Thiazolidinediones, peroxisome proliferators-activated receptor gamma (PPARgamma) ligands, have been recognized as a potential therapeutic agents for the treatment of pathological neovascularization. In the present study, we examined the molecular mechanism by which troglitazone (TROG), a PPARgamma agonist, exerts its inhibitory action in vascular endothelial growth factor (VEGF)-induced angiogenesis signaling. In an in vitro angiogenesis model using human umbilical vein endothelial cells, TROG (20 muM) significantly suppressed VEGF-induced cell proliferation and invasion of the cells into the Matrigel basement membrane, which was not reversed by treatment with PPAR antagonists, GW9662 (10 muM) and bisphenol A diglycidyl ether (10 muM). TROG also blocked VEGF-induced reactive oxygen species (ROS) production and its downstream extracellular signal-regulated kinase (ERK) phosphorylation, and this inhibitory effect was not reversed by GW9662 (10 muM). The antiangiogenic activity of TROG correlated with suppression of VEGF-induced matrix metalloproteinase (MMP)-2 and membrane type 1 (MT1)-MMP expression.
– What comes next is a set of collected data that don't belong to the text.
// Copyright (c) Microsoft Corporation.
// Licensed under the MIT License.

use std::{collections::HashMap, marker::PhantomData};

use crate::{Cache, CacheSync, Result, Ttl, validate_key, validate_keys};

/// A cache that stores nothing.
///
/// Reads always miss, writes report `false`, and deletions succeed. Use it where
/// an API requires a cache but caching is unwanted.
pub struct NullCache<V> {
    _value: PhantomData<fn() -> V>,
}

impl<V> NullCache<V> {
    /// Creates a new null cache.
    #[must_use]
    pub fn new() -> Self {
        Self { _value: PhantomData }
    }
}

impl<V> Default for NullCache<V> {
    fn default() -> Self {
        Self::new()
    }
}

impl<V> std::fmt::Debug for NullCache<V> {
    fn fmt(&self, f: &mut std::fmt::Formatter<'_>) -> std::fmt::Result {
        f.debug_struct("NullCache").finish()
    }
}

impl<V> CacheSync<V> for NullCache<V> {
    fn get_sync(&self, key: &str) -> Result<Option<V>> {
        validate_key(key)?;
        Ok(None)
    }

    fn set_sync(&self, key: &str, _value: V, _ttl: Ttl) -> Result<bool> {
        validate_key(key)?;
        Ok(false)
    }

    fn delete_sync(&self, key: &str) -> Result<bool> {
        validate_key(key)?;
        Ok(true)
    }

    fn clear_sync(&self) -> Result<bool> {
        Ok(true)
    }

    fn set_multiple_sync(&self, entries: HashMap<String, V>, _ttl: Ttl) -> Result<bool> {
        validate_keys(entries.keys())?;
        Ok(false)
    }

    fn has_sync(&self, key: &str) -> Result<bool> {
        validate_key(key)?;
        Ok(false)
    }
}

impl<V> Cache<V> for NullCache<V>
where
    V: Send,
{
    async fn get(&self, key: &str) -> Result<Option<V>> {
        self.get_sync(key)
    }

    async fn set(&self, key: &str, value: V, ttl: Ttl) -> Result<bool> {
        self.set_sync(key, value, ttl)
    }

    async fn delete(&self, key: &str) -> Result<bool> {
        self.delete_sync(key)
    }

    async fn clear(&self) -> Result<bool> {
        self.clear_sync()
    }

    async fn get_multiple(&self, keys: &[String]) -> Result<HashMap<String, Option<V>>> {
        self.get_multiple_sync(keys)
    }

    async fn set_multiple(&self, entries: HashMap<String, V>, ttl: Ttl) -> Result<bool> {
        self.set_multiple_sync(entries, ttl)
    }

    async fn delete_multiple(&self, keys: &[String]) -> Result<bool> {
        self.delete_multiple_sync(keys)
    }

    async fn has(&self, key: &str) -> Result<bool> {
        self.has_sync(key)
    }
}
// Copyright (c) Microsoft Corporation.
// Licensed under the MIT License.

//! In-memory cache implementation using moka.

use std::collections::HashMap;
use std::fmt;

use strata_tier::{Cache, CacheSync, Expiry, Lifetime, Result, Ttl, validate_key};
use tick::Clock;

use crate::builder::MemoryCacheBuilder;

#[derive(Debug, Clone)]
struct Entry<V> {
    value: V,
    expiry: Expiry,
}

/// A process-local cache with per-entry expiry, backed by moka.
///
/// Entry lifetimes are tracked against the injected [`Clock`] rather than by moka,
/// so expiry follows `tick::ClockControl` in tests. Expired entries are removed
/// lazily when a read or presence check finds them, and in bulk by [`Cache::prune`].
/// Both the blocking [`CacheSync`] and the asynchronous [`Cache`] interfaces
/// operate on the same store.
///
/// # Examples
///
/// ```
/// use std::time::Duration;
///
/// use strata_memory::MemoryCache;
/// use strata_tier::{Cache, Ttl};
/// use tick::ClockControl;
///
/// # futures::executor::block_on(async {
/// let control = ClockControl::new();
/// let cache = MemoryCache::builder(control.to_clock()).build();
///
/// cache.set("token", "abc".to_string(), Ttl::After(Duration::from_secs(1))).await.unwrap();
/// assert_eq!(cache.get("token").await.unwrap().as_deref(), Some("abc"));
///
/// control.advance(Duration::from_secs(1));
/// assert_eq!(cache.get("token").await.unwrap(), None);
/// # });
/// ```
pub struct MemoryCache<V> {
    entries: moka::sync::Cache<String, Entry<V>>,
    lifetime: Lifetime,
    clock: Clock,
}

impl<V> fmt::Debug for MemoryCache<V> {
    fn fmt(&self, f: &mut fmt::Formatter<'_>) -> fmt::Result {
        f.debug_struct("MemoryCache")
            .field("lifetime", &self.lifetime)
            .field("clock", &self.clock)
            .finish_non_exhaustive()
    }
}

impl<V> MemoryCache<V> {
    /// Starts configuring a cache that reads time from `clock`.
    #[must_use]
    pub fn builder(clock: Clock) -> MemoryCacheBuilder<V> {
        MemoryCacheBuilder::new(clock)
    }
}

impl<V> MemoryCache<V>
where
    V: Clone + Send + Sync + 'static,
{
    pub(crate) fn from_builder(builder: MemoryCacheBuilder<V>) -> Self {
        Self {
            entries: moka::sync::Cache::builder()
                .initial_capacity(builder.initial_capacity)
                .build(),
            lifetime: Lifetime::new(builder.default_lifetime),
            clock: builder.clock,
        }
    }

    /// Returns the number of stored entries, including expired ones not yet removed.
    #[must_use]
    pub fn len(&self) -> usize {
        self.entries.iter().count()
    }

    /// Returns `true` if no entries are stored.
    #[must_use]
    pub fn is_empty(&self) -> bool {
        self.entries.iter().next().is_none()
    }

    /// Returns the live entry under `key`, invalidating it if it has expired.
    fn live(&self, key: &str) -> Option<Entry<V>> {
        let entry = self.entries.get(key)?;
        if entry.expiry.is_expired(self.clock.system_time()) {
            self.entries.invalidate(key);
            return None;
        }
        Some(entry)
    }
}

impl<V> CacheSync<V> for MemoryCache<V>
where
    V: Clone + Send + Sync + 'static,
{
    fn get_sync(&self, key: &str) -> Result<Option<V>> {
        validate_key(key)?;
        Ok(self.live(key).map(|entry| entry.value))
    }

    fn set_sync(&self, key: &str, value: V, ttl: Ttl) -> Result<bool> {
        validate_key(key)?;
        match self.lifetime.resolve(ttl, self.clock.system_time()) {
            Some(expiry) => self.entries.insert(key.to_owned(), Entry { value, expiry }),
            None => self.entries.invalidate(key),
        }
        Ok(true)
    }

    fn delete_sync(&self, key: &str) -> Result<bool> {
        validate_key(key)?;
        self.entries.invalidate(key);
        Ok(true)
    }

    fn clear_sync(&self) -> Result<bool> {
        self.entries.invalidate_all();
        Ok(true)
    }

    fn has_sync(&self, key: &str) -> Result<bool> {
        validate_key(key)?;
        Ok(self.live(key).is_some())
    }

    fn prune_sync(&self) -> Result<bool> {
        let now = self.clock.system_time();
        for (key, entry) in &self.entries {
            if entry.expiry.is_expired(now) {
                self.entries.invalidate(key.as_str());
            }
        }
        Ok(true)
    }

    fn reset_sync(&self) -> Result<()> {
        self.clear_sync().map(drop)
    }
}

impl<V> Cache<V> for MemoryCache<V>
where
    V: Clone + Send + Sync + 'static,
{
    async fn get(&self, key: &str) -> Result<Option<V>> {
        self.get_sync(key)
    }

    async fn set(&self, key: &str, value: V, ttl: Ttl) -> Result<bool> {
        self.set_sync(key, value, ttl)
    }

    async fn delete(&self, key: &str) -> Result<bool> {
        self.delete_sync(key)
    }

    async fn clear(&self) -> Result<bool> {
        self.clear_sync()
    }

    async fn get_multiple(&self, keys: &[String]) -> Result<HashMap<String, Option<V>>> {
        self.get_multiple_sync(keys)
    }

    async fn set_multiple(&self, entries: HashMap<String, V>, ttl: Ttl) -> Result<bool> {
        self.set_multiple_sync(entries, ttl)
    }

    async fn delete_multiple(&self, keys: &[String]) -> Result<bool> {
        self.delete_multiple_sync(keys)
    }

    async fn has(&self, key: &str) -> Result<bool> {
        self.has_sync(key)
    }

    async fn prune(&self) -> Result<bool> {
        self.prune_sync()
    }

    async fn reset(&self) -> Result<()> {
        self.reset_sync()
    }
}

#[cfg(test)]
mod tests {
    use std::time::Duration;

    use tick::ClockControl;

    use super::*;

    #[test]
    fn expired_entry_is_removed_on_read() {
        let control = ClockControl::new();
        let cache = MemoryCache::builder(control.to_clock()).build();

        cache.set_sync("k", 1, Ttl::After(Duration::from_millis(10))).unwrap();
        control.advance_millis(10);

        assert_eq!(cache.len(), 1);
        assert_eq!(cache.get_sync("k").unwrap(), None);
        assert!(cache.is_empty());
    }

    #[test]
    fn expired_entry_is_removed_on_presence_check() {
        let control = ClockControl::new();
        let cache = MemoryCache::builder(control.to_clock()).build();

        cache.set_sync("k", 1, Ttl::After(Duration::from_millis(10))).unwrap();
        assert!(cache.has_sync("k").unwrap());

        control.advance_millis(11);
        assert!(!cache.has_sync("k").unwrap());
        assert!(cache.is_empty());
    }

    #[test]
    fn prune_keeps_only_live_entries() {
        let control = ClockControl::new();
        let cache = MemoryCache::builder(control.to_clock()).build();

        cache.set_sync("short", 1, Ttl::After(Duration::from_secs(1))).unwrap();
        cache.set_sync("long", 2, Ttl::After(Duration::from_secs(10))).unwrap();
        cache.set_sync("forever", 3, Ttl::Never).unwrap();

        control.advance(Duration::from_secs(5));
        assert!(cache.prune_sync().unwrap());

        assert_eq!(cache.len(), 2);
        assert_eq!(cache.get_sync("long").unwrap(), Some(2));
        assert_eq!(cache.get_sync("forever").unwrap(), Some(3));
    }

    #[test]
    fn default_lifetime_applies_to_default_ttl() {
        let control = ClockControl::new();
        let cache = MemoryCache::builder(control.to_clock())
            .default_lifetime(Duration::from_secs(2))
            .build();

        cache.set_sync("k", 1, Ttl::Default).unwrap();
        control.advance(Duration::from_secs(1));
        assert_eq!(cache.get_sync("k").unwrap(), Some(1));

        control.advance(Duration::from_secs(1));
        assert_eq!(cache.get_sync("k").unwrap(), None);
    }
}
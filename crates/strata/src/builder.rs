// Copyright (c) Microsoft Corporation.
// Licensed under the MIT License.

//! Builder for tiered caches.

use std::time::Duration;

use strata_tier::{DynamicCache, Result};

use crate::ChainCache;
use crate::chain::DEFAULT_NAME;
use crate::telemetry::CacheTelemetry;

/// Builder for a [`ChainCache`].
///
/// Tiers are added fastest first.
#[derive(Debug)]
pub struct ChainCacheBuilder<V> {
    tiers: Vec<DynamicCache<V>>,
    default_lifetime: Option<Duration>,
    name: &'static str,
    telemetry: CacheTelemetry,
}

impl<V> ChainCacheBuilder<V> {
    pub(crate) fn new() -> Self {
        Self {
            tiers: Vec::new(),
            default_lifetime: None,
            name: DEFAULT_NAME,
            telemetry: CacheTelemetry::new(),
        }
    }

    /// Appends a tier slower than every tier added so far.
    #[must_use]
    pub fn tier(mut self, tier: DynamicCache<V>) -> Self {
        self.tiers.push(tier);
        self
    }

    /// Appends `tiers` in order.
    #[must_use]
    pub fn tiers(mut self, tiers: impl IntoIterator<Item = DynamicCache<V>>) -> Self {
        self.tiers.extend(tiers);
        self
    }

    /// Sets the lifetime of values copied into faster tiers.
    ///
    /// Without one, each tier applies its own default lifetime.
    #[must_use]
    pub fn default_lifetime(mut self, lifetime: Duration) -> Self {
        self.default_lifetime = Some(lifetime);
        self
    }

    /// Sets the name recorded with every telemetry event of the chain.
    #[must_use]
    pub fn name(mut self, name: &'static str) -> Self {
        self.name = name;
        self
    }

    /// Sets the telemetry collector.
    #[must_use]
    pub fn telemetry(mut self, telemetry: CacheTelemetry) -> Self {
        self.telemetry = telemetry;
        self
    }

    /// Builds the chain.
    ///
    /// # Errors
    ///
    /// Returns [`ErrorKind::InvalidArgument`](strata_tier::ErrorKind::InvalidArgument)
    /// when no tier was added.
    pub fn build(self) -> Result<ChainCache<V>>
    where
        V: Send,
    {
        ChainCache::from_parts(self.tiers, self.default_lifetime, self.name, self.telemetry)
    }
}

#[cfg(test)]
mod tests {
    use strata_tier::testing::MockCache;
    use strata_tier::{Cache, DynamicCacheExt, ErrorKind, ValueRepresentation};

    use super::*;

    #[test]
    fn empty_builder_fails() {
        let error = ChainCache::<String>::builder().build().unwrap_err();
        assert_eq!(error.kind(), ErrorKind::InvalidArgument);
    }

    #[test]
    fn tiers_keep_insertion_order() {
        let serialized = MockCache::<String>::new().with_representation(ValueRepresentation::Serialized);
        let chain = ChainCache::builder()
            .tier(MockCache::<String>::new().into_dynamic())
            .tiers([serialized.into_dynamic()])
            .name("ordered")
            .telemetry(CacheTelemetry::disabled())
            .build()
            .unwrap();

        assert_eq!(chain.tiers().len(), 2);
        assert_eq!(chain.tiers()[0].value_representation(), ValueRepresentation::Native);
        assert_eq!(chain.tiers()[1].value_representation(), ValueRepresentation::Serialized);
    }
}
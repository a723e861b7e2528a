// Copyright (c) Microsoft Corporation.
// Licensed under the MIT License.

//! The key/value contract every cache backend implements.

use std::collections::HashMap;

use crate::{Error, Result, Ttl};

/// How a backend keeps values internally.
#[derive(Debug, Clone, Copy, PartialEq, Eq, Hash)]
pub enum ValueRepresentation {
    /// Values are serialized to strings before they reach the storage medium.
    Serialized,
    /// Values are kept as native objects.
    Native,
}

impl ValueRepresentation {
    /// Combines the representations of several backends.
    ///
    /// The result is [`ValueRepresentation::Serialized`] as soon as any member
    /// serializes, since a value that passes through every member must then
    /// stay serializable.
    #[must_use]
    pub fn combine(representations: impl IntoIterator<Item = Self>) -> Self {
        if representations.into_iter().any(|r| r == Self::Serialized) {
            Self::Serialized
        } else {
            Self::Native
        }
    }
}

/// Rejects keys that no backend can store.
///
/// # Errors
///
/// Returns [`ErrorKind::InvalidArgument`](crate::ErrorKind::InvalidArgument) for an empty key.
pub fn validate_key(key: &str) -> Result<()> {
    if key.is_empty() {
        return Err(Error::invalid_argument("cache keys must not be empty"));
    }
    Ok(())
}

/// Validates every key of a batch before any of them reaches a backend.
///
/// # Errors
///
/// Returns [`ErrorKind::InvalidArgument`](crate::ErrorKind::InvalidArgument) when any key is empty.
pub fn validate_keys<'a>(keys: impl IntoIterator<Item = &'a String>) -> Result<()> {
    keys.into_iter().try_for_each(|key| validate_key(key))
}

/// Turns a failed single-key read inside a batch into a miss.
///
/// Batch reads never fail on an unreadable entry; the failure is logged and the
/// key reported as absent.
#[must_use]
pub fn read_or_miss<V>(key: &str, read: Result<Option<V>>) -> Option<V> {
    read.unwrap_or_else(|e| {
        tracing::warn!(cache.key = key, error = %e, "reading batch entry failed, treating it as a miss");
        None
    })
}

/// Asynchronous key/value cache with per-entry lifetimes.
///
/// Reads return `Ok(None)` for keys that are absent or expired; a backend never
/// serves an expired entry and removes it when it finds one. Writes report
/// `Ok(false)` when the backend declined them and `Err` for invalid input or an
/// unreachable backend.
///
/// `prune` and `reset` are optional: the provided implementations do nothing and
/// succeed.
#[cfg_attr(
    any(test, feature = "dynamic-cache"),
    dynosaur::dynosaur(pub(crate) DynCache = dyn(box) Cache, bridge(none))
)]
pub trait Cache<V>: Send + Sync {
    /// Returns the value stored under `key`, if present and unexpired.
    fn get(&self, key: &str) -> impl Future<Output = Result<Option<V>>> + Send;

    /// Stores `value` under `key` for the given lifetime.
    ///
    /// A zero [`Ttl::After`] deletes `key` instead.
    fn set(&self, key: &str, value: V, ttl: Ttl) -> impl Future<Output = Result<bool>> + Send;

    /// Removes `key`. Removing an absent key succeeds.
    fn delete(&self, key: &str) -> impl Future<Output = Result<bool>> + Send;

    /// Removes every entry owned by this cache.
    fn clear(&self) -> impl Future<Output = Result<bool>> + Send;

    /// Looks up several keys at once.
    ///
    /// The returned map holds every requested key, with `None` for misses. A key
    /// whose entry cannot be read is a miss; only invalid keys fail the batch.
    fn get_multiple(&self, keys: &[String]) -> impl Future<Output = Result<HashMap<String, Option<V>>>> + Send;

    /// Stores several entries with the same lifetime.
    ///
    /// Returns `Ok(true)` only if every entry was stored.
    fn set_multiple(&self, entries: HashMap<String, V>, ttl: Ttl) -> impl Future<Output = Result<bool>> + Send;

    /// Removes several keys. Returns `Ok(true)` only if every removal succeeded.
    fn delete_multiple(&self, keys: &[String]) -> impl Future<Output = Result<bool>> + Send;

    /// Returns `true` if `key` is present and unexpired.
    fn has(&self, key: &str) -> impl Future<Output = Result<bool>> + Send;

    /// Removes every expired entry.
    fn prune(&self) -> impl Future<Output = Result<bool>> + Send {
        async { Ok(true) }
    }

    /// Returns the cache to its initial state. Backends that support it drop every entry.
    fn reset(&self) -> impl Future<Output = Result<()>> + Send {
        async { Ok(()) }
    }

    /// Describes how this cache keeps values internally.
    fn value_representation(&self) -> ValueRepresentation {
        ValueRepresentation::Native
    }
}

/// Convenience reads that substitute a caller-supplied default for misses.
pub trait CacheExt<V>: Cache<V> {
    /// Returns the value stored under `key`, or `default` on a miss.
    fn get_or(&self, key: &str, default: V) -> impl Future<Output = Result<V>> + Send
    where
        V: Send,
    {
        async move { Ok(self.get(key).await?.unwrap_or(default)) }
    }

    /// Looks up several keys, mapping every miss to a clone of `default`.
    fn get_multiple_or(&self, keys: &[String], default: V) -> impl Future<Output = Result<HashMap<String, V>>> + Send
    where
        V: Clone + Send + Sync,
    {
        async move {
            let found = self.get_multiple(keys).await?;
            Ok(found
                .into_iter()
                .map(|(key, value)| (key, value.unwrap_or_else(|| default.clone())))
                .collect())
        }
    }
}

impl<V, C> CacheExt<V> for C where C: Cache<V> + ?Sized {}

/// Blocking mirror of [`Cache`] for backends with local, non-blocking storage.
///
/// Each method behaves exactly like its asynchronous counterpart.
pub trait CacheSync<V> {
    /// See [`Cache::get`].
    ///
    /// # Errors
    ///
    /// Fails for an empty key or an unreadable backend.
    fn get_sync(&self, key: &str) -> Result<Option<V>>;

    /// See [`Cache::set`].
    ///
    /// # Errors
    ///
    /// Fails for an empty key or an unwritable backend.
    fn set_sync(&self, key: &str, value: V, ttl: Ttl) -> Result<bool>;

    /// See [`Cache::delete`].
    ///
    /// # Errors
    ///
    /// Fails for an empty key or an unwritable backend.
    fn delete_sync(&self, key: &str) -> Result<bool>;

    /// See [`Cache::clear`].
    ///
    /// # Errors
    ///
    /// Fails for an unwritable backend.
    fn clear_sync(&self) -> Result<bool>;

    /// See [`Cache::get_multiple`].
    ///
    /// # Errors
    ///
    /// Fails if any key is empty.
    fn get_multiple_sync(&self, keys: &[String]) -> Result<HashMap<String, Option<V>>> {
        validate_keys(keys)?;
        Ok(keys
            .iter()
            .map(|key| (key.clone(), read_or_miss(key, self.get_sync(key))))
            .collect())
    }

    /// See [`Cache::set_multiple`].
    ///
    /// # Errors
    ///
    /// Fails if any key is empty.
    fn set_multiple_sync(&self, entries: HashMap<String, V>, ttl: Ttl) -> Result<bool> {
        validate_keys(entries.keys())?;
        let mut stored = true;
        for (key, value) in entries {
            stored &= self.set_sync(&key, value, ttl)?;
        }
        Ok(stored)
    }

    /// See [`Cache::delete_multiple`].
    ///
    /// # Errors
    ///
    /// Fails if any key is empty.
    fn delete_multiple_sync(&self, keys: &[String]) -> Result<bool> {
        validate_keys(keys)?;
        let mut deleted = true;
        for key in keys {
            deleted &= self.delete_sync(key)?;
        }
        Ok(deleted)
    }

    /// See [`Cache::has`].
    ///
    /// # Errors
    ///
    /// Fails for an empty key.
    fn has_sync(&self, key: &str) -> Result<bool>;

    /// See [`Cache::prune`].
    ///
    /// # Errors
    ///
    /// Fails for an unwritable backend.
    fn prune_sync(&self) -> Result<bool> {
        Ok(true)
    }

    /// See [`Cache::reset`].
    ///
    /// # Errors
    ///
    /// Fails for an unwritable backend.
    fn reset_sync(&self) -> Result<()> {
        Ok(())
    }
}
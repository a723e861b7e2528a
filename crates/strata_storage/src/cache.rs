// Copyright (c) Microsoft Corporation.
// Licensed under the MIT License.

//! Cache implementation over a [`KeyValueStorage`].

use std::collections::HashMap;
use std::marker::PhantomData;
use std::sync::Arc;

use serde::Serialize;
use serde::de::{DeserializeOwned, IgnoredAny};
use strata_tier::{Cache, CacheSync, Error, Expiry, Lifetime, Result, Ttl, ValueRepresentation, validate_key};
use tick::Clock;

use crate::builder::StorageCacheBuilder;
use crate::{KeyValueStorage, StorageErrorKind};

/// Prefix shared by the storage keys of every [`StorageCache`].
pub const NAMESPACE_PREFIX: &str = "StorageCache_";

/// Ends the namespace inside a storage key.
pub(crate) const NAMESPACE_SEPARATOR: char = ':';

/// A cache persisted in a [`KeyValueStorage`].
///
/// Values are stored as JSON `[value, expiry]` pairs, with the expiry in epoch
/// milliseconds or `null` for entries that never expire. All storage keys carry
/// the prefix `StorageCache_<namespace>:`; [`clear`](Cache::clear) and
/// [`prune`](Cache::prune) never touch keys outside of it.
///
/// Entries that cannot be parsed are treated as absent and removed.
///
/// # Examples
///
/// ```
/// use std::sync::Arc;
///
/// use strata_storage::{MemoryStorage, StorageCache};
/// use strata_tier::{CacheSync, Ttl};
/// use tick::ClockControl;
///
/// let storage = Arc::new(MemoryStorage::new());
/// let cache = StorageCache::<u32>::builder(ClockControl::new().to_clock())
///     .storage(storage)
///     .namespace("users")
///     .build()
///     .unwrap();
///
/// cache.set_sync("42", 7, Ttl::Never).unwrap();
/// assert_eq!(cache.get_sync("42").unwrap(), Some(7));
/// ```
#[derive(Debug)]
pub struct StorageCache<V> {
    storage: Arc<dyn KeyValueStorage>,
    prefix: String,
    lifetime: Lifetime,
    clock: Clock,
    _value: PhantomData<fn() -> V>,
}

impl<V> StorageCache<V> {
    /// Starts configuring a cache that reads time from `clock`.
    #[must_use]
    pub fn builder(clock: Clock) -> StorageCacheBuilder<V> {
        StorageCacheBuilder::new(clock)
    }

    pub(crate) fn new(storage: Arc<dyn KeyValueStorage>, namespace: &str, lifetime: Lifetime, clock: Clock) -> Self {
        Self {
            storage,
            prefix: format!("{NAMESPACE_PREFIX}{namespace}{NAMESPACE_SEPARATOR}"),
            lifetime,
            clock,
            _value: PhantomData,
        }
    }

    /// Returns the prefix of every storage key owned by this cache.
    #[must_use]
    pub fn prefix(&self) -> &str {
        &self.prefix
    }

    fn storage_key(&self, key: &str) -> String {
        format!("{}{key}", self.prefix)
    }

    fn owned_storage_keys(&self) -> Result<Vec<String>> {
        let keys = self.storage.keys().map_err(Error::storage)?;
        Ok(keys.into_iter().filter(|k| k.starts_with(&self.prefix)).collect())
    }

    /// Reads and parses the raw entry stored under `storage_key`, dropping it if unparsable.
    fn read<T: DeserializeOwned>(&self, storage_key: &str) -> Result<Option<(T, Expiry)>> {
        let Some(raw) = self.storage.get_item(storage_key).map_err(Error::storage)? else {
            return Ok(None);
        };

        match serde_json::from_str(&raw) {
            Ok(entry) => Ok(Some(entry)),
            Err(e) => {
                tracing::warn!(storage.key = storage_key, error = %e, "dropping unparsable cache entry");
                self.storage.remove_item(storage_key).map_err(Error::storage)?;
                Ok(None)
            }
        }
    }

    /// Reads a live entry, removing it first if it has expired.
    fn read_live<T: DeserializeOwned>(&self, key: &str) -> Result<Option<T>> {
        let storage_key = self.storage_key(key);
        match self.read::<T>(&storage_key)? {
            Some((value, expiry)) if !expiry.is_expired(self.clock.system_time()) => Ok(Some(value)),
            Some(_) => {
                self.storage.remove_item(&storage_key).map_err(Error::storage)?;
                Ok(None)
            }
            None => Ok(None),
        }
    }
}

impl<V> CacheSync<V> for StorageCache<V>
where
    V: Serialize + DeserializeOwned,
{
    fn get_sync(&self, key: &str) -> Result<Option<V>> {
        validate_key(key)?;
        self.read_live(key)
    }

    fn set_sync(&self, key: &str, value: V, ttl: Ttl) -> Result<bool> {
        validate_key(key)?;
        let Some(expiry) = self.lifetime.resolve(ttl, self.clock.system_time()) else {
            return self.delete_sync(key);
        };

        let raw = serde_json::to_string(&(&value, expiry)).map_err(Error::serialization)?;
        match self.storage.set_item(&self.storage_key(key), &raw) {
            Ok(()) => Ok(true),
            Err(e) if e.kind() == StorageErrorKind::QuotaExceeded => {
                tracing::warn!(cache.key = key, error = %e, "storage declined cache write");
                Ok(false)
            }
            Err(e) => Err(Error::storage(e)),
        }
    }

    fn delete_sync(&self, key: &str) -> Result<bool> {
        validate_key(key)?;
        self.storage.remove_item(&self.storage_key(key)).map_err(Error::storage)?;
        Ok(true)
    }

    fn clear_sync(&self) -> Result<bool> {
        for storage_key in self.owned_storage_keys()? {
            self.storage.remove_item(&storage_key).map_err(Error::storage)?;
        }
        Ok(true)
    }

    fn has_sync(&self, key: &str) -> Result<bool> {
        validate_key(key)?;
        Ok(self.read_live::<IgnoredAny>(key)?.is_some())
    }

    fn prune_sync(&self) -> Result<bool> {
        let now = self.clock.system_time();
        for storage_key in self.owned_storage_keys()? {
            if let Some((IgnoredAny, expiry)) = self.read::<IgnoredAny>(&storage_key)?
                && expiry.is_expired(now)
            {
                self.storage.remove_item(&storage_key).map_err(Error::storage)?;
            }
        }
        Ok(true)
    }

    fn reset_sync(&self) -> Result<()> {
        self.clear_sync().map(drop)
    }
}

impl<V> Cache<V> for StorageCache<V>
where
    V: Serialize + DeserializeOwned + Send,
{
    async fn get(&self, key: &str) -> Result<Option<V>> {
        self.get_sync(key)
    }

    async fn set(&self, key: &str, value: V, ttl: Ttl) -> Result<bool> {
        self.set_sync(key, value, ttl)
    }

    async fn delete(&self, key: &str) -> Result<bool> {
        self.delete_sync(key)
    }

    async fn clear(&self) -> Result<bool> {
        self.clear_sync()
    }

    async fn get_multiple(&self, keys: &[String]) -> Result<HashMap<String, Option<V>>> {
        self.get_multiple_sync(keys)
    }

    async fn set_multiple(&self, entries: HashMap<String, V>, ttl: Ttl) -> Result<bool> {
        self.set_multiple_sync(entries, ttl)
    }

    async fn delete_multiple(&self, keys: &[String]) -> Result<bool> {
        self.delete_multiple_sync(keys)
    }

    async fn has(&self, key: &str) -> Result<bool> {
        self.has_sync(key)
    }

    async fn prune(&self) -> Result<bool> {
        self.prune_sync()
    }

    async fn reset(&self) -> Result<()> {
        self.reset_sync()
    }

    fn value_representation(&self) -> ValueRepresentation {
        ValueRepresentation::Serialized
    }
}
In addition, the effects of TROG on VEGF-induced MMP-2 and MT1-MMP expression were comparable to those of the NADPH oxidase inhibitor diphenylene iodium (10 muM) and ERK inhibitor PD98056 (10 muM). Furthermore, in an in vivo angiogenesis system using a chick chorioallantoic membrane model, TROG dose-dependently inhibited VEGF-induced angiogenesis, which was similar to the inhibitory effect of N-acetylcysteine on VEGF-induced angiogenesis. The results suggest that the inhibitory effects of TROG on VEGF-induced angiogenesis were mediated through the suppression of VEGF-induced ROS production and ERK phosphorylation.